Does President Bush support community health centers?
National Association of Community Health Centers and The George Washington University
March 2005
Growing Uninsured, Budget Cutbacks Challenge President’s Initiative to Put a Health Center in Every Poor County
By Michelle Proser, Peter Shin and Dan Hawkins
Given the Bush Administration’s new goal of expanding health centers into every poor county in the country, the National Association of Community Health Centers (NACHC) and the George Washington University identified poor counties that are “unserved” in that they lack at least one health center. A total of 929 counties around the country fit these criteria. These poor, unserved counties represent almost a third of all US counties and more than half of all poor counties.
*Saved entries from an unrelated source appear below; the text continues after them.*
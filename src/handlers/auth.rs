// src/handlers/auth.rs

use axum::{
    extract::{Path, State},
    http::StatusCode,
    response::IntoResponse,
    Json,
};
use serde_json::json;
use uuid::Uuid;
use validator::Validate;

use crate::{
    common::error::AppError,
    config::AppState,
    middleware::{
        auth::CurrentSession,
        rbac::{CanManageResidents, RequireCapability},
    },
    models::{
        access::RoleInfo,
        auth::{
            AuthResponse, ResetPasswordPayload, SignInPayload, SignUpOutcome, SignUpPayload,
            UpdatePasswordPayload,
        },
    },
};

// POST /api/auth/register
pub async fn sign_up(
    State(app_state): State<AppState>,
    Json(payload): Json<SignUpPayload>,
) -> Result<impl IntoResponse, AppError> {
    payload.validate().map_err(AppError::ValidationError)?;

    let session = app_state.auth_session(app_state.auth.unbound());
    let outcome = session.sign_up(payload).await?;

    let status = match outcome {
        SignUpOutcome::SignedIn { .. } => StatusCode::CREATED,
        SignUpOutcome::ConfirmationPending { .. } => StatusCode::ACCEPTED,
    };
    Ok((status, Json(outcome)))
}

// POST /api/auth/login
pub async fn sign_in(
    State(app_state): State<AppState>,
    Json(payload): Json<SignInPayload>,
) -> Result<Json<AuthResponse>, AppError> {
    payload.validate().map_err(AppError::ValidationError)?;

    let session = app_state.auth_session(app_state.auth.unbound());
    let response = session.sign_in(&payload.email, &payload.password).await?;
    Ok(Json(response))
}

// POST /api/auth/reset-password
// Sempre 202: não revela se o e-mail existe.
pub async fn reset_password(
    State(app_state): State<AppState>,
    Json(payload): Json<ResetPasswordPayload>,
) -> Result<impl IntoResponse, AppError> {
    payload.validate().map_err(AppError::ValidationError)?;

    let session = app_state.auth_session(app_state.auth.unbound());
    session.reset_password(&payload.email).await?;
    Ok(StatusCode::ACCEPTED)
}

// POST /api/users/me/logout
pub async fn sign_out(
    State(app_state): State<AppState>,
    CurrentSession(auth): CurrentSession,
) -> Result<impl IntoResponse, AppError> {
    app_state.auth_session(auth.provider).sign_out().await?;
    Ok(StatusCode::NO_CONTENT)
}

// GET /api/users/me
// Papel, condomínio e situação da sessão (é o que o frontend usa para
// escolher o painel).
pub async fn get_me(
    State(app_state): State<AppState>,
    CurrentSession(auth): CurrentSession,
) -> Result<impl IntoResponse, AppError> {
    let access: RoleInfo = app_state.auth_session(auth.provider).current_access().await;
    let dashboard = access.dashboard().map(|d| d.path());
    Ok(Json(json!({ "access": access, "dashboard": dashboard })))
}

// GET /api/users/me/refresh
pub async fn refresh_me(
    State(app_state): State<AppState>,
    CurrentSession(auth): CurrentSession,
) -> Result<Json<RoleInfo>, AppError> {
    let access = app_state.resolver(auth.provider).resolve_role(true).await?;
    Ok(Json(access))
}

// PUT /api/users/me/password
pub async fn update_password(
    State(app_state): State<AppState>,
    CurrentSession(auth): CurrentSession,
    Json(payload): Json<UpdatePasswordPayload>,
) -> Result<impl IntoResponse, AppError> {
    payload.validate().map_err(AppError::ValidationError)?;

    app_state
        .auth_session(auth.provider)
        .update_password(&payload.password)
        .await?;
    Ok(StatusCode::NO_CONTENT)
}

// POST /api/residents/users/{user_id}/confirm
// Confirmação manual de e-mail pela administração.
pub async fn confirm_user(
    State(app_state): State<AppState>,
    RequireCapability(ctx, _): RequireCapability<CanManageResidents>,
    Path(user_id): Path<Uuid>,
) -> Result<impl IntoResponse, AppError> {
    // Só usuários com cadastro no condomínio do contexto.
    app_state
        .residents()
        .get_by_user_id(&ctx, user_id)
        .await?
        .ok_or(AppError::NotFound("Morador"))?;

    app_state.auth.confirm_user(user_id).await?;
    tracing::info!("E-mail de {} confirmado por {}", user_id, ctx.user_id);
    Ok(StatusCode::NO_CONTENT)
}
The number of communities needing a health center far exceeds available resources. For instance, available funding for FY 2002 and 2003 allowed only one out of three qualified applications for new health center sites to be approved for funding. In FY 2004, less than one in ten of qualified applications were approved. Moreover, while inflation-adjusted federal funding between 2002 and 2003 increased by 7%, the number of uninsured patients at federally-funded health centers rose by 11%. Many health centers around the country are reporting significantly higher growth in the proportion of uninsured patients. For every one uninsured, low income patient that a health center treats, there are four others needing their services, not to mention countless others lacking access to regular primary care regardless of insurance status. Compounding the need is rising poverty.
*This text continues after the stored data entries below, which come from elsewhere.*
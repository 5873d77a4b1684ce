mod common;

use chrono::Utc;
use serde_json::json;
use uuid::Uuid;

use common::World;
use condominio_backend::{
    db::{Filter, Sort, Table},
    models::{
        package::{NewPackage, PackageDisplayStatus, PackagePatch},
        visitor::{NewVisitor, VisitorPatch, VisitorStatus},
    },
    services::dispatch::Job,
};

#[tokio::test]
async fn package_status_survives_write_and_read() {
    let world = World::new();
    let (t1, _, u1) = world.building("Residencial Aurora");
    let ctx = world.gatekeeper_of(t1);
    let packages = world.state.packages();

    let input: NewPackage = serde_json::from_value(json!({
        "unit_id": u1,
        "sender": "Mercado Livre",
        "kind": "caixa",
    }))
    .unwrap();
    let created = packages.create(&ctx, input).await.unwrap();

    for shown in PackageDisplayStatus::ALL {
        let patch = PackagePatch {
            status: Some(shown),
            ..PackagePatch::default()
        };
        let updated = packages.update(&ctx, created.id, patch).await.unwrap();
        assert_eq!(updated.status, shown);

        let read = packages.get(&ctx, created.id).await.unwrap().unwrap();
        assert_eq!(read.status, shown);
    }

    // Gravado no vocabulário do banco.
    let stored = world.store.rows(Table::Packages);
    assert_eq!(stored[0]["status"], "picked_up");
}

#[tokio::test]
async fn awaiting_is_stored_as_received() {
    let world = World::new();
    let (t1, _, u1) = world.building("Residencial Aurora");
    let ctx = world.gatekeeper_of(t1);
    let packages = world.state.packages();

    let input: NewPackage = serde_json::from_value(json!({
        "unit_id": u1,
        "sender": "Correios",
        "kind": "envelope",
        "status": "awaiting",
        "code": "BR123",
    }))
    .unwrap();
    let created = packages.create(&ctx, input).await.unwrap();
    assert_eq!(created.status, PackageDisplayStatus::Awaiting);
    assert_eq!(created.tracking_code.as_deref(), Some("BR123"));
    assert_eq!(created.code.as_deref(), Some("BR123"));

    let stored = world.store.rows(Table::Packages);
    assert_eq!(stored[0]["status"], "received");
    assert_eq!(stored[0]["tracking_code"], "BR123");

    let criteria = [Filter::Eq("status".into(), json!("awaiting"))];
    let waiting = packages
        .filter(&ctx, &criteria, &Sort::default(), None)
        .await
        .unwrap();
    assert_eq!(waiting.len(), 1);
}

#[tokio::test]
async fn legacy_stored_values_are_still_read() {
    let world = World::new();
    let (t1, _, u1) = world.building("Residencial Aurora");
    world.store.seed(
        Table::Packages,
        [json!({
            "id": Uuid::new_v4(),
            "tenant_id": t1,
            "unit_id": u1,
            "sender": "Amazon",
            "kind": "caixa",
            "status": "recebida",
            "created_at": Utc::now(),
        })],
    );

    let listed = world
        .state
        .packages()
        .list(&world.gatekeeper_of(t1), &Sort::default())
        .await
        .unwrap();
    assert_eq!(listed[0].status, PackageDisplayStatus::Awaiting);
    assert_eq!(listed[0].address_label, "Bloco A - 101");
}

#[tokio::test]
async fn package_arrival_dispatches_a_job() {
    let world = World::new();
    let (t1, _, u1) = world.building("Residencial Aurora");
    let input: NewPackage = serde_json::from_value(json!({
        "unit_id": u1,
        "sender": "Correios",
        "kind": "envelope",
    }))
    .unwrap();

    let created = world
        .state
        .packages()
        .create(&world.gatekeeper_of(t1), input)
        .await
        .unwrap();
    assert_eq!(world.dispatcher.jobs(), vec![Job::PackageArrived(created.id)]);
}

#[tokio::test]
async fn visitor_status_is_derived_from_the_dates() {
    let world = World::new();
    let (t1, _, u1) = world.building("Residencial Aurora");
    let ctx = world.gatekeeper_of(t1);
    let visitors = world.state.visitors();

    let created = visitors
        .create(
            &ctx,
            NewVisitor {
                unit_id: Some(u1),
                name: Some("João Pedro".into()),
                ..NewVisitor::default()
            },
        )
        .await
        .unwrap();
    assert_eq!(created.status, VisitorStatus::Scheduled);
    assert_eq!(created.registered_by, Some(ctx.user_id));

    for status in VisitorStatus::ALL {
        let patch = VisitorPatch {
            status: Some(status),
            ..VisitorPatch::default()
        };
        let updated = visitors.update(&ctx, created.id, patch).await.unwrap();
        assert_eq!(updated.status, status);
        let read = visitors.get(&ctx, created.id).await.unwrap().unwrap();
        assert_eq!(read.status, status);
    }
}

#[tokio::test]
async fn visitor_status_filter_runs_after_assembly() {
    let world = World::new();
    let (t1, _, _) = world.building("Residencial Aurora");
    let ctx = world.gatekeeper_of(t1);
    let visitors = world.state.visitors();

    let inside = visitors
        .create(
            &ctx,
            NewVisitor {
                visitor_name: Some("Entregador".into()),
                entered_at: Some(Utc::now()),
                ..NewVisitor::default()
            },
        )
        .await
        .unwrap();
    visitors
        .create(
            &ctx,
            NewVisitor {
                name: Some("Agendado".into()),
                ..NewVisitor::default()
            },
        )
        .await
        .unwrap();

    let criteria = [Filter::Eq("status".into(), json!("entered"))];
    let found = visitors
        .filter(&ctx, &criteria, &Sort::default(), Some(1))
        .await
        .unwrap();
    assert_eq!(found.len(), 1);
    assert_eq!(found[0].id, inside.id);
    assert_eq!(found[0].status, VisitorStatus::Entered);
}

#[tokio::test]
async fn package_note_can_be_cleared() {
    let world = World::new();
    let (t1, _, u1) = world.building("Residencial Aurora");
    let ctx = world.gatekeeper_of(t1);
    let packages = world.state.packages();

    let input: NewPackage = serde_json::from_value(json!({
        "unit_id": u1,
        "sender": "Mercado Livre",
        "kind": "caixa",
        "note": "Deixar na portaria",
        "code": "BR1",
    }))
    .unwrap();
    let created = packages.create(&ctx, input).await.unwrap();
    assert_eq!(created.note.as_deref(), Some("Deixar na portaria"));

    let patch: PackagePatch = serde_json::from_value(json!({ "note": null })).unwrap();
    let updated = packages.update(&ctx, created.id, patch).await.unwrap();
    assert_eq!(updated.note, None);
    assert_eq!(updated.code.as_deref(), Some("BR1"));
}
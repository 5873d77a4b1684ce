pub mod store;
pub use store::{clearable, fetch_all, fetch_optional, from_row, to_patch_row, to_row, DataStore, Filter, Query, Row, Sort, Table};
pub mod memory_store;
pub use memory_store::MemoryStore;
pub mod pg_store;
pub use pg_store::PgStore;
// src/models/role_binding.rs

use chrono::{DateTime, Utc};
use serde::{Deserialize, Serialize};
use uuid::Uuid;

use crate::models::{context::TenantScoped, role::Role};

/// Liga um usuário a um papel em um condomínio. `global_admin` não tem
/// condomínio.
#[derive(Debug, Clone, PartialEq, Eq, Serialize, Deserialize)]
pub struct RoleBinding {
    pub id: Uuid,
    pub user_id: Uuid,
    #[serde(default)]
    pub tenant_id: Option<Uuid>,
    pub role: Role,
    pub created_at: Option<DateTime<Utc>>,
}

impl TenantScoped for RoleBinding {
    fn tenant_id(&self) -> Option<Uuid> {
        self.tenant_id
    }
}

#[derive(Debug, Clone, Serialize, Deserialize)]
pub struct NewRoleBinding {
    pub user_id: Uuid,
    #[serde(default)]
    pub tenant_id: Option<Uuid>,
    pub role: Role,
}
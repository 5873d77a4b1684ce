// src/models/profile.rs

use chrono::{DateTime, Utc};
use serde::{Deserialize, Serialize};
use uuid::Uuid;
use validator::Validate;

pub const UNNAMED: &str = "Unnamed";

/// Dados de exibição de um usuário. Globais: não pertencem a um condomínio.
#[derive(Debug, Clone, PartialEq, Serialize, Deserialize)]
pub struct Profile {
    pub id: Option<Uuid>,
    pub user_id: Uuid,
    pub name: String,
    #[serde(default)]
    pub phone: Option<String>,
    #[serde(default)]
    pub document_id: Option<String>,
    #[serde(default)]
    pub avatar_url: Option<String>,
    pub created_at: Option<DateTime<Utc>>,
}

/// Campos de perfil achatados nos registros que exibem uma pessoa.
/// Perfil ausente vira valores padrão, nunca erro.
#[derive(Debug, Clone, PartialEq, Serialize, Deserialize)]
pub struct PersonDisplay {
    pub name: String,
    pub phone: String,
    pub document_id: String,
    pub avatar_url: String,
}

impl PersonDisplay {
    pub fn from_profile(profile: Option<&Profile>) -> Self {
        match profile {
            Some(p) => Self {
                name: if p.name.trim().is_empty() { UNNAMED.to_string() } else { p.name.clone() },
                phone: p.phone.clone().unwrap_or_default(),
                document_id: p.document_id.clone().unwrap_or_default(),
                avatar_url: p.avatar_url.clone().unwrap_or_default(),
            },
            None => Self::default(),
        }
    }
}

impl Default for PersonDisplay {
    fn default() -> Self {
        Self {
            name: UNNAMED.to_string(),
            phone: String::new(),
            document_id: String::new(),
            avatar_url: String::new(),
        }
    }
}

#[derive(Debug, Clone, Serialize, Deserialize, Validate)]
pub struct NewProfile {
    pub user_id: Uuid,
    #[validate(length(min = 1, message = "O nome é obrigatório."))]
    pub name: String,
    pub phone: Option<String>,
    pub document_id: Option<String>,
}
// src/middleware/rbac.rs

use axum::{
    extract::{FromRef, FromRequestParts},
    http::request::Parts,
};
use std::marker::PhantomData;

use crate::{
    common::error::AppError,
    config::AppState,
    models::{context::TenantContext, role::Capability},
};

/// 1. O Trait que define uma capacidade exigida pela rota
pub trait CapabilityDef: Send + Sync + 'static {
    fn capability() -> Capability;
}

/// 2. O Extractor (Guardião): contexto do condomínio + capacidade conferida
pub struct RequireCapability<T>(pub TenantContext, pub PhantomData<T>);

impl<T, S> FromRequestParts<S> for RequireCapability<T>
where
    T: CapabilityDef,
    S: Send + Sync,
    AppState: FromRef<S>,
{
    type Rejection = AppError;

    async fn from_request_parts(parts: &mut Parts, state: &S) -> Result<Self, Self::Rejection> {
        let ctx = TenantContext::from_request_parts(parts, state).await?;
        let required = T::capability();
        if !ctx.can(required) {
            tracing::debug!("Usuário {} sem a capacidade {:?}", ctx.user_id, required);
            return Err(AppError::Forbidden);
        }
        Ok(RequireCapability(ctx, PhantomData))
    }
}

// ---
// DEFINIÇÃO DAS CAPACIDADES (TIPOS)
// ---

macro_rules! capability {
    ($name:ident, $capability:ident) => {
        pub struct $name;
        impl CapabilityDef for $name {
            fn capability() -> Capability {
                Capability::$capability
            }
        }
    };
}

capability!(CanManageTenants, ManageTenants);
capability!(CanManageRoles, ManageRoles);
capability!(CanManageResidents, ManageResidents);
capability!(CanManageUnits, ManageUnits);
capability!(CanLogPackages, LogPackages);
capability!(CanLogVisitors, LogVisitors);
capability!(CanPublishAnnouncements, PublishAnnouncements);
capability!(CanManagePolls, ManagePolls);
capability!(CanAttendSos, AttendSos);
capability!(CanRaiseSos, RaiseSos);
capability!(CanVote, Vote);
capability!(CanViewCommunity, ViewCommunity);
Given these multiple factors, there are not enough health centers for the people and communities who need them. Of course, in order to improve health on the greatest scale, the preservation of insurance is equally important. Expanding both insurance coverage and the health center program are needed to improve access to care,and both approaches are in fact complementary. Health centers provide services that many other providers do not, such as enabling services, making them preferred providers for many patients.
President George W. Bush (January 27, 2005, Cleveland, OH):
”.here are some practical ways for us to deal with the rising costs in health care. One is to make sure that people who can’t afford health care have got health care available to them in a common-sense way. And that’s why I’m such a big backer of expanding community health centers to every poor county in America. We really want people who cannot afford health care- the poor and the indigent - to be able to get good primary care at one of these community health centers, and not in the emergency rooms of the hospitals across the United States of America.”
http://www.nachc.com/research/Files/poorcountiesSTIB9.pdf
Comment: In 2004, over 90% of qualified applications for community health centers were rejected because of lack of available funding. Is it fair to ask the president what he means when he says that he’s “such a big backer of expanding community health centers”?